Tag Archives: larne

Sunday 22nd June 2025 – AFTER YESTERDAY’S EXCITEMENT …

… today has been a much more normal day, highlighted by the fact that I actually managed to eat something.

And when I say “a normal day”, what I mean is one that actually began at 05:05 this morning, which is a pretty normal time for my day to begin these days.

The morning began, once I’d hauled myself out of bed of course, by making a start on the notes from yesterday. Not that it was actually 05:05 at that moment because it did take me rather longer than usual to haul myself out of bed after yesterday.

When I finished the notes, I had the dictaphone notes to transcribe. It was a surprise that there was actually something on there – I certainly wasn’t expecting it. There was a Football League playoff match between Huddersfield Town and someone else, taking place in Huddersfield. I was in a hotel and saw the outside broadcasters turn up so I was helping them install all their equipment. They were on the roof of an annexe at the back of the hotel where they had everything set up. I gave them a hand to install the equipment. We settled down on this sofa afterwards – there were five of us on this sofa with a couple of TV monitors and a screen, and began to watch the preparations. The commentator turned round to me and said “here, you can’t sit here and watch the game”. That really disappointed me and in the end I had to go to try to find another vantage point on this roof to look, but there was a fog settling down over and the view was becoming pretty hopeless. In the end I had to just shrug my shoulders and walk away. I thought that that was quite disappointing after all of the help that I’d given the group to set up

Why an outside broadcast unit was on the roof of a hotel watching a football match I really don’t know, but I bet that they had a screen and some TV monitors if they were trying to watch the game through a fog. It’s reminiscent of the GAME BETWEEN CONNAH’S QUAY AND BALA BACK IN JANUARY when they tried to play football in a fog so thick that the linesmen couldn’t see across to the other side of the pitch.

However, being disappointed in the outcome when I’ve done my best to help people is also par for the course. As Ambrose Bierce once famously said, "A year is a period of 365 disappointments".

There was time to do some more work on the outstanding radio programme before everyone else awoke, and then, having realised that I’d spent the night sleeping in my day clothes, I grabbed some clean clothes and went into the bathroom for a good wash.

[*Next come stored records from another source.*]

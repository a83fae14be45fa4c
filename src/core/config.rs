use std::env;

#[derive(Debug, Clone)]
pub struct Config {
    pub app: AppConfig,
    pub database: DatabaseConfig,
    pub auth: AuthConfig,
    pub upload: UploadConfig,
    pub search: SearchConfig,
    pub swagger: SwaggerConfig,
    pub minio: MinIOConfig,
}

#[derive(Debug, Clone)]
pub struct AppConfig {
    pub host: String,
    pub port: u16,
    pub cors_allowed_origins: Vec<String>,
}

#[derive(Debug, Clone)]
pub struct DatabaseConfig {
    pub url: String,
    pub max_connections: u32,
    pub min_connections: u32,
    pub acquire_timeout_secs: u64,
    pub idle_timeout_secs: u64,
    pub max_lifetime_secs: u64,
}

#[derive(Clone, Debug)]
pub struct AuthConfig {
    /// HMAC secret used to sign identity tokens
    pub jwt_secret: String,
    /// Token lifetime in days
    pub token_expiry_days: i64,
}

/// Upload limits for the file endpoints.
///
/// Both the size ceiling and the allowed MIME list are configuration-driven,
/// never hardcoded in the services.
#[derive(Debug, Clone)]
pub struct UploadConfig {
    /// Maximum accepted file size in bytes
    pub max_file_size: usize,
    /// Allowed MIME types; entries ending in `/*` match the whole top-level type
    pub allowed_mime_types: Vec<String>,
}

/// Knobs for the in-memory search ranking path.
#[derive(Debug, Clone)]
pub struct SearchConfig {
    /// Upper bound on the candidate set fetched for query-time scoring
    pub max_candidates: i64,
}

#[derive(Debug, Clone)]
pub struct SwaggerConfig {
    pub username: Option<String>,
    pub password: Option<String>,
    pub title: String,
    pub version: String,
    pub description: String,
}

/// MinIO/S3 storage configuration for uploaded objects
#[derive(Debug, Clone)]
pub struct MinIOConfig {
    /// MinIO/S3 endpoint URL
    pub endpoint: String,
    /// Public endpoint URL for externally reachable links (defaults to endpoint)
    pub public_endpoint: String,
    /// Access key for authentication
    pub access_key: String,
    /// Secret key for authentication
    pub secret_key: String,
    /// Bucket name for storing files
    pub bucket: String,
    /// AWS region (for S3 compatibility)
    pub region: String,
}

impl Config {
    pub fn from_env() -> Result<Self, String> {
        // Load .env file if exists, ignore if not found (optional for production)
        if let Err(e) = dotenvy::dotenv() {
            if !e.to_string().contains("not found") {
                eprintln!("Warning: Error loading .env file: {}", e);
            }
        }

        Ok(Config {
            app: AppConfig::from_env()?,
            database: DatabaseConfig::from_env()?,
            auth: AuthConfig::from_env()?,
            upload: UploadConfig::from_env()?,
            search: SearchConfig::from_env()?,
            swagger: SwaggerConfig::from_env()?,
            minio: MinIOConfig::from_env()?,
        })
    }
}

impl AppConfig {
    pub fn from_env() -> Result<Self, String> {
        let host = env::var("HOST").unwrap_or_else(|_| "127.0.0.1".to_string());
        let port = env::var("PORT")
            .unwrap_or_else(|_| "3000".to_string())
            .parse::<u16>()
            .map_err(|e| format!("Invalid PORT: {}", e))?;

        // Parse CORS allowed origins from comma-separated string
        let cors_allowed_origins = env::var("CORS_ALLOWED_ORIGINS")
            .unwrap_or_else(|_| "*".to_string())
            .split(',')
            .map(|s| s.trim().to_string())
            .filter(|s| !s.is_empty())
            .collect();

        Ok(Self {
            host,
            port,
            cors_allowed_origins,
        })
    }

    pub fn server_address(&self) -> String {
        format!("{}:{}", self.host, self.port)
    }
}

impl DatabaseConfig {
    // Default values for database connection pool (conservative defaults for small-medium apps)
    const DEFAULT_MAX_CONNECTIONS: u32 = 10;
    const DEFAULT_MIN_CONNECTIONS: u32 = 1;
    const DEFAULT_ACQUIRE_TIMEOUT_SECS: u64 = 5;
    const DEFAULT_IDLE_TIMEOUT_SECS: u64 = 600; // 10 minutes
    const DEFAULT_MAX_LIFETIME_SECS: u64 = 1800; // 30 minutes

    pub fn from_env() -> Result<Self, String> {
        let url = env::var("DATABASE_URL").map_err(|_| "DATABASE_URL must be set".to_string())?;

        let max_connections = env::var("DB_MAX_CONNECTIONS")
            .unwrap_or_else(|_| Self::DEFAULT_MAX_CONNECTIONS.to_string())
            .parse::<u32>()
            .map_err(|_| "DB_MAX_CONNECTIONS must be a valid number".to_string())?;

        let min_connections = env::var("DB_MIN_CONNECTIONS")
            .unwrap_or_else(|_| Self::DEFAULT_MIN_CONNECTIONS.to_string())
            .parse::<u32>()
            .map_err(|_| "DB_MIN_CONNECTIONS must be a valid number".to_string())?;

        let acquire_timeout_secs = env::var("DB_ACQUIRE_TIMEOUT_SECS")
            .unwrap_or_else(|_| Self::DEFAULT_ACQUIRE_TIMEOUT_SECS.to_string())
            .parse::<u64>()
            .map_err(|_| "DB_ACQUIRE_TIMEOUT_SECS must be a valid number".to_string())?;

        let idle_timeout_secs = env::var("DB_IDLE_TIMEOUT_SECS")
            .unwrap_or_else(|_| Self::DEFAULT_IDLE_TIMEOUT_SECS.to_string())
            .parse::<u64>()
            .map_err(|_| "DB_IDLE_TIMEOUT_SECS must be a valid number".to_string())?;

        let max_lifetime_secs = env::var("DB_MAX_LIFETIME_SECS")
            .unwrap_or_else(|_| Self::DEFAULT_MAX_LIFETIME_SECS.to_string())
            .parse::<u64>()
            .map_err(|_| "DB_MAX_LIFETIME_SECS must be a valid number".to_string())?;

        Ok(Self {
            url,
            max_connections,
            min_connections,
            acquire_timeout_secs,
            idle_timeout_secs,
            max_lifetime_secs,
        })
    }
}

impl AuthConfig {
    const DEFAULT_TOKEN_EXPIRY_DAYS: i64 = 7;

    pub fn from_env() -> Result<Self, String> {
        let jwt_secret = env::var("JWT_SECRET")
            .map_err(|_| "JWT_SECRET environment variable is required".to_string())?;

        let token_expiry_days = env::var("JWT_EXPIRY_DAYS")
            .unwrap_or_else(|_| Self::DEFAULT_TOKEN_EXPIRY_DAYS.to_string())
            .parse::<i64>()
            .map_err(|_| "JWT_EXPIRY_DAYS must be a valid number".to_string())?;

        Ok(Self {
            jwt_secret,
            token_expiry_days,
        })
    }
}

impl UploadConfig {
    const DEFAULT_MAX_FILE_SIZE: usize = 100 * 1024 * 1024; // 100MB
    const DEFAULT_ALLOWED_MIME_TYPES: &'static str =
        "image/*,video/*,audio/*,application/pdf,text/plain,\
         application/msword,application/vnd.openxmlformats-officedocument.wordprocessingml.document";

    pub fn from_env() -> Result<Self, String> {
        let max_file_size = env::var("MAX_FILE_SIZE")
            .unwrap_or_else(|_| Self::DEFAULT_MAX_FILE_SIZE.to_string())
            .parse::<usize>()
            .map_err(|_| "MAX_FILE_SIZE must be a valid number".to_string())?;

        let allowed_mime_types = env::var("ALLOWED_MIME_TYPES")
            .unwrap_or_else(|_| Self::DEFAULT_ALLOWED_MIME_TYPES.to_string())
            .split(',')
            .map(|s| s.trim().to_string())
            .filter(|s| !s.is_empty())
            .collect();

        Ok(Self {
            max_file_size,
            allowed_mime_types,
        })
    }

    /// Check a MIME type against the configured allowlist.
    ///
    /// Entries like `image/*` match any subtype of that top-level type.
    pub fn is_mime_allowed(&self, content_type: &str) -> bool {
        self.allowed_mime_types.iter().any(|allowed| {
            if let Some(prefix) = allowed.strip_suffix("/*") {
                content_type
                    .split('/')
                    .next()
                    .is_some_and(|top| top.eq_ignore_ascii_case(prefix))
            } else {
                allowed.eq_ignore_ascii_case(content_type)
            }
        })
    }
}

impl SearchConfig {
    const DEFAULT_MAX_CANDIDATES: i64 = 10_000;

    pub fn from_env() -> Result<Self, String> {
        let max_candidates = env::var("SEARCH_MAX_CANDIDATES")
            .unwrap_or_else(|_| Self::DEFAULT_MAX_CANDIDATES.to_string())
            .parse::<i64>()
            .map_err(|_| "SEARCH_MAX_CANDIDATES must be a valid number".to_string())?;

        Ok(Self { max_candidates })
    }
}

impl SwaggerConfig {
    pub fn from_env() -> Result<Self, String> {
        // Only use credentials if they are non-empty
        let username = env::var("SWAGGER_USERNAME").ok().filter(|s| !s.is_empty());
        let password = env::var("SWAGGER_PASSWORD").ok().filter(|s| !s.is_empty());
        let title = env::var("SWAGGER_TITLE").unwrap_or_else(|_| "MediaVault API".to_string());
        let version = env::var("SWAGGER_VERSION").unwrap_or_else(|_| "0.1.0".to_string());
        let description = env::var("SWAGGER_DESCRIPTION")
            .unwrap_or_else(|_| "API documentation for MediaVault".to_string());

        Ok(Self {
            username,
            password,
            title,
            version,
            description,
        })
    }

    /// Returns credentials in "username:password" format if auth is enabled
    pub fn credentials(&self) -> Option<String> {
        match (&self.username, &self.password) {
            (Some(user), Some(pass)) => Some(format!("{}:{}", user, pass)),
            _ => None,
        }
    }
}

impl MinIOConfig {
    pub fn from_env() -> Result<Self, String> {
        let endpoint =
            env::var("MINIO_ENDPOINT").unwrap_or_else(|_| "http://localhost:9000".to_string());

        // Public endpoint defaults to the main endpoint if not specified
        let public_endpoint =
            env::var("MINIO_PUBLIC_ENDPOINT").unwrap_or_else(|_| endpoint.clone());

        let access_key = env::var("MINIO_ACCESS_KEY").unwrap_or_else(|_| "minioadmin".to_string());

        let secret_key = env::var("MINIO_SECRET_KEY").unwrap_or_else(|_| "minioadmin".to_string());

        let bucket = env::var("MINIO_BUCKET").unwrap_or_else(|_| "mediavault-uploads".to_string());

        let region = env::var("MINIO_REGION").unwrap_or_else(|_| "us-east-1".to_string());

        Ok(Self {
            endpoint,
            public_endpoint,
            access_key,
            secret_key,
            bucket,
            region,
        })
    }
}

#[cfg(test)]
mod tests {
    use super::*;

    fn upload_config(allowed: &[&str]) -> UploadConfig {
        UploadConfig {
            max_file_size: 1024,
            allowed_mime_types: allowed.iter().map(|s| s.to_string()).collect(),
        }
    }

    #[test]
    fn wildcard_mime_entries_match_whole_top_level_type() {
        let config = upload_config(&["image/*", "application/pdf"]);

        assert!(config.is_mime_allowed("image/png"));
        assert!(config.is_mime_allowed("image/webp"));
        assert!(config.is_mime_allowed("application/pdf"));
        assert!(!config.is_mime_allowed("video/mp4"));
        assert!(!config.is_mime_allowed("application/zip"));
    }

    #[test]
    fn exact_mime_entries_ignore_case() {
        let config = upload_config(&["Application/PDF"]);

        assert!(config.is_mime_allowed("application/pdf"));
        assert!(!config.is_mime_allowed("application/pdfx"));
    }
}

The washing was piling up in the bathroom, seeing as there are more people than me living here at the moment, so I filled up the washing machine and set that going while I went in to try to drink some coffee. I found that I can’t drink strong coffee, so I had to thin it out with some boiling water. And, even worse, I can’t drink much of it before it begins to upset my stomach.

My faithful cleaner stuck her head in the door to see how I was doing, which was nice of her, followed by Isabelle the Nurse who was back to her cheery old self after yesterday’s emotion, and The Hound of the Baskervilles dragged its master off for walkies.

When the latter two came back, I tried some breakfast. A small amount of porridge, very thin, and so it overflowed the dish and flooded the microwave. I was half-expecting my slice of toast to set the kitchen on fire, the way things were going.

By now the washing was ready so we figured out a way to put the clothes airer up in the bedroom window on the windowsill. That’s the first time that the window has been opened since I lost the mobility in my legs. I can no longer go a-mountaineering over the chest of drawers in the bedroom.

Later on, we went for a drive northwards along the coast, visiting a few of the tidal islands (luckily it was low tide), finding a place to stop where my visitor could at long last have some fish and chips (they were delicious, apparently), a beach where the Hound of the Baskervilles could go for a roll in the sand, and ending up at the mouth of the River Sienne.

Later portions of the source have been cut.